Kazakhstan Top Division
- Season: 1992
- Champions: Kairat
- Relegated: Metallist Arman CSKA
- Top goalscorer: Sergei Kogai (21)

= 1992 Kazakhstan Premier League =

The 1992 Kazakhstan Top Division was the inaugural season of the Top Division, now called the Kazakhstan Premier League, the highest football league competition in Kazakhstan.

==League format==

Originally planned 25 teams in total.
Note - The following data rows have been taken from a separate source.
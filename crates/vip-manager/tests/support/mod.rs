//! Shared helpers for vip-manager integration tests

#![allow(dead_code)]

use async_trait::async_trait;
use common::{Error, Result};
use std::sync::atomic::{AtomicBool, AtomicUsize, Ordering};
use std::time::Duration;
use vip_manager::{AddressBackend, ChangeOutcome};

/// In-memory stand-in for the interface, recording every call
#[derive(Default)]
pub struct FakeBackend {
    present: AtomicBool,
    queries: AtomicUsize,
    configures: AtomicUsize,
    deconfigures: AtomicUsize,
    failing_configures: AtomicUsize,
    duplicate: AtomicBool,
}

impl FakeBackend {
    pub fn new() -> Self {
        Self::default()
    }

    pub fn is_present(&self) -> bool {
        self.present.load(Ordering::SeqCst)
    }

    /// Change the interface behind the manager's back
    pub fn set_present(&self, present: bool) {
        self.present.store(present, Ordering::SeqCst);
    }

    /// Make the next `count` configure calls fail
    pub fn fail_configures(&self, count: usize) {
        self.failing_configures.store(count, Ordering::SeqCst);
    }

    /// Pretend another host answers for the address
    pub fn set_duplicate(&self, duplicate: bool) {
        self.duplicate.store(duplicate, Ordering::SeqCst);
    }

    pub fn queries(&self) -> usize {
        self.queries.load(Ordering::SeqCst)
    }

    pub fn configures(&self) -> usize {
        self.configures.load(Ordering::SeqCst)
    }

    pub fn deconfigures(&self) -> usize {
        self.deconfigures.load(Ordering::SeqCst)
    }
}

#[async_trait]
impl AddressBackend for FakeBackend {
    async fn query(&self) -> Result<bool> {
        self.queries.fetch_add(1, Ordering::SeqCst);
        Ok(self.is_present())
    }

    async fn configure(&self) -> Result<ChangeOutcome> {
        self.configures.fetch_add(1, Ordering::SeqCst);

        let injected = self
            .failing_configures
            .fetch_update(Ordering::SeqCst, Ordering::SeqCst, |n| n.checked_sub(1))
            .is_ok();
        if injected {
            return Err(Error::address("RTNETLINK answers: Network is down"));
        }

        if self.present.swap(true, Ordering::SeqCst) {
            Ok(ChangeOutcome::AlreadyInState)
        } else {
            Ok(ChangeOutcome::Applied)
        }
    }

    async fn deconfigure(&self) -> Result<ChangeOutcome> {
        self.deconfigures.fetch_add(1, Ordering::SeqCst);

        if self.present.swap(false, Ordering::SeqCst) {
            Ok(ChangeOutcome::Applied)
        } else {
            Ok(ChangeOutcome::AlreadyInState)
        }
    }

    async fn probe_duplicate(&self) -> bool {
        self.duplicate.load(Ordering::SeqCst)
    }
}

/// Poll `condition` until it holds or `limit` elapses
pub async fn eventually(limit: Duration, condition: impl Fn() -> bool) -> bool {
    let deadline = tokio::time::Instant::now() + limit;
    while tokio::time::Instant::now() < deadline {
        if condition() {
            return true;
        }
        tokio::time::sleep(Duration::from_millis(5)).await;
    }
    condition()
}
But withdrawal of Metallurg after couple of games and which results were annulled cut Group A one team fewer.

It was split into two stages. In first stage two groups of 11 and 13 teams were formed. In second stage the best seven teams of each group joined together to play in a final group for positions 1 to 14. The rest of the teams played in a group for positions 15 to 24. Teams played against each other on home-away basis in their groups. Final standings of teams did not count the results of the first stage.

=== Teams in the 1991 Soviet football season ===
1991 Soviet First League
- «Kairat» (Alma-Ata) - 14th place

1991 Soviet Second League

- «Vostok» (Ust-Kamenogorsk) - 5th place
- «Tselinnik» (Akmola) - 8th place
- «Traktor» (Pavlodar) - 9th place
- «Shakhter» (Karaganda) - 10th place
- «Fosfor» (Dzhambul) - 11th place
- «Zhiger» (Chimkent) - 12th place
- «Ekibastuzets» (Ekibastuz) - 18th place
- «Zhetysu» (Taldy-Kurgan) - 21st place

1991 Soviet Second League B (republican competition)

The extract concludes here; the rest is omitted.